**WORK REQUIRED:**
Restate the entries word for word, omitting nothing.
------ DATASET RECORDS
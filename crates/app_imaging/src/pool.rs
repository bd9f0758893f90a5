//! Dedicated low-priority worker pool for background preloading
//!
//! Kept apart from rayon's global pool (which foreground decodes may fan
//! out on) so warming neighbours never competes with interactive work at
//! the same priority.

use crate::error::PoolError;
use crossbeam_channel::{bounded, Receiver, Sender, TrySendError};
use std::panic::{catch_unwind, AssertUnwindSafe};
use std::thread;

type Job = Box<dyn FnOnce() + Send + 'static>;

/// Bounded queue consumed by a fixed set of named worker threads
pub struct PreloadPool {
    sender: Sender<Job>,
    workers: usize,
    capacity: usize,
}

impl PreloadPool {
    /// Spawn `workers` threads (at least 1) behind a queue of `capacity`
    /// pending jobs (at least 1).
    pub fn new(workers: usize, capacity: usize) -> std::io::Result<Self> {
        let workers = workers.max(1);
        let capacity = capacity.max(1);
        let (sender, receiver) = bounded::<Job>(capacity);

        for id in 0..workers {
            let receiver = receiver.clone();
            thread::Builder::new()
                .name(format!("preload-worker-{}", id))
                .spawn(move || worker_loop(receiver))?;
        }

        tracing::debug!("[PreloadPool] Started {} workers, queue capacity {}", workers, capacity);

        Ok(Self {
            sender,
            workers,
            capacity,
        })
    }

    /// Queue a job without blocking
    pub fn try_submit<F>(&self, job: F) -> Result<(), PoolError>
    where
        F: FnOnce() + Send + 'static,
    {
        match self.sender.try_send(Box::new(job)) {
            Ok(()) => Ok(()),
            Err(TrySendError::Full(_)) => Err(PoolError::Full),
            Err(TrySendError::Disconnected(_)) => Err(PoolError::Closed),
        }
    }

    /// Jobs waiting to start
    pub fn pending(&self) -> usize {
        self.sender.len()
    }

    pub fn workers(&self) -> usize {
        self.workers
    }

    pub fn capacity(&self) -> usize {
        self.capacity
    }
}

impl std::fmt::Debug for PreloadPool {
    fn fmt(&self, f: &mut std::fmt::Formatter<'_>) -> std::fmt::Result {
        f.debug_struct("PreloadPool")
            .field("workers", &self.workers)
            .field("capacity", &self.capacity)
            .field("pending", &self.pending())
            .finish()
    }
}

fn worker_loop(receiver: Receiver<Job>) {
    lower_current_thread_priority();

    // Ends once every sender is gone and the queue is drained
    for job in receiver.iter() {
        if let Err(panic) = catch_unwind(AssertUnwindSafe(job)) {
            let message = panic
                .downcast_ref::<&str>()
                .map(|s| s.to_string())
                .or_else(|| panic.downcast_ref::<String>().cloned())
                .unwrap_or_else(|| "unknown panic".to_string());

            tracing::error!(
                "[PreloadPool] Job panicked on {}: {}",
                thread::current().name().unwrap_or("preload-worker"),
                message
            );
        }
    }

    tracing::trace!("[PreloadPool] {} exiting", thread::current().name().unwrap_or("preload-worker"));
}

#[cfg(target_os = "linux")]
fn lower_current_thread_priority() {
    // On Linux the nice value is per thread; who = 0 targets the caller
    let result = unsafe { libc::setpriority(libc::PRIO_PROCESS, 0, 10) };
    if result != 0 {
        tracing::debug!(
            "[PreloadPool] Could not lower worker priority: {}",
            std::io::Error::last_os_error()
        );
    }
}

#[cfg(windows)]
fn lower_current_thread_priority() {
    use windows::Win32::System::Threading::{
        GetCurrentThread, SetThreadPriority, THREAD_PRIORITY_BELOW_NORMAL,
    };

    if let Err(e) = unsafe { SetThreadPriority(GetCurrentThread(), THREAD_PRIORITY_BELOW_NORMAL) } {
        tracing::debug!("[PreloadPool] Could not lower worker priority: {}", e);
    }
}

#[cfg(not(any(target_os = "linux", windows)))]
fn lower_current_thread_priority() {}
------------
**RESULT OF THIS TASK:**
filename crates/app_imaging/src/pool.rs
repository bd9f0758893f90a5
//! Dedicated low-priority worker pool for background preloading
//!
//! Kept apart from rayon's global pool (which foreground decodes may fan
//! out on) so warming neighbours never competes with interactive work at
//! the same priority.

use crate::error::PoolError;
use crossbeam_channel::{bounded, Receiver, Sender, TrySendError};
use std::panic::{catch_unwind, AssertUnwindSafe};
use std::thread;

type Job = Box<dyn FnOnce() + Send + 'static>;

/// Bounded queue consumed by a fixed set of named worker threads
pub struct PreloadPool {
    sender: Sender<Job>,
    workers: usize,
    capacity: usize,
}

impl PreloadPool {
    /// Spawn `workers` threads (at least 1) behind a queue of `capacity`
    /// pending jobs (at least 1).
    pub fn new(workers: usize, capacity: usize) -> std::io::Result<Self> {
        let workers = workers.max(1);
        let capacity = capacity.max(1);
        let (sender, receiver) = bounded::<Job>(capacity);

        for id in 0..workers {
            let receiver = receiver.clone();
            thread::Builder::new()
                .name(format!("preload-worker-{}", id))
                .spawn(move || worker_loop(receiver))?;
        }

        tracing::debug!("[PreloadPool] Started {} workers, queue capacity {}", workers, capacity);

        Ok(Self {
            sender,
            workers,
            capacity,
        })
    }

    /// Queue a job without blocking
    pub fn try_submit<F>(&self, job: F) -> Result<(), PoolError>
    where
        F: FnOnce() + Send + 'static,
    {
        match self.sender.try_send(Box::new(job)) {
            Ok(()) => Ok(()),
            Err(TrySendError::Full(_)) => Err(PoolError::Full),
            Err(TrySendError::Disconnected(_)) => Err(PoolError::Closed),
        }
    }

    /// Jobs waiting to start
    pub fn pending(&self) -> usize {
        self.sender.len()
    }

    pub fn workers(&self) -> usize {
        self.workers
    }

    pub fn capacity(&self) -> usize {
        self.capacity
    }
}

impl std::fmt::Debug for PreloadPool {
    fn fmt(&self, f: &mut std::fmt::Formatter<'_>) -> std::fmt::Result {
        f.debug_struct("PreloadPool")
            .field("workers", &self.workers)
            .field("capacity", &self.capacity)
            .field("pending", &self.pending())
            .finish()
    }
}

fn worker_loop(receiver: Receiver<Job>) {
    lower_current_thread_priority();

    // Ends once every sender is gone and the queue is drained
    for job in receiver.iter() {
        if let Err(panic) = catch_unwind(AssertUnwindSafe(job)) {
            let message = panic
                .downcast_ref::<&str>()
                .map(|s| s.to_string())
                .or_else(|| panic.downcast_ref::<String>().cloned())
                .unwrap_or_else(|| "unknown panic".to_string());

            tracing::error!(
                "[PreloadPool] Job panicked on {}: {}",
                thread::current().name().unwrap_or("preload-worker"),
                message
            );
        }
    }

    tracing::trace!("[PreloadPool] {} exiting", thread::current().name().unwrap_or("preload-worker"));
}

#[cfg(target_os = "linux")]
fn lower_current_thread_priority() {
    // On Linux the nice value is per thread; who = 0 targets the caller
    let result = unsafe { libc::setpriority(libc::PRIO_PROCESS, 0, 10) };
    if result != 0 {
        tracing::debug!(
            "[PreloadPool] Could not lower worker priority: {}",
            std::io::Error::last_os_error()
        );
    }
}

#[cfg(windows)]
fn lower_current_thread_priority() {
    use windows::Win32::System::Threading::{
        GetCurrentThread, SetThreadPriority, THREAD_PRIORITY_BELOW_NORMAL,
    };

    if let Err(e) = unsafe { SetThreadPriority(GetCurrentThread(), THREAD_PRIORITY_BELOW_NORMAL) } {
        tracing::debug!("[PreloadPool] Could not lower worker priority: {}", e);
    }
}

#[cfg(not(any(target_os = "linux", windows)))]
fn lower_current_thread_priority() {}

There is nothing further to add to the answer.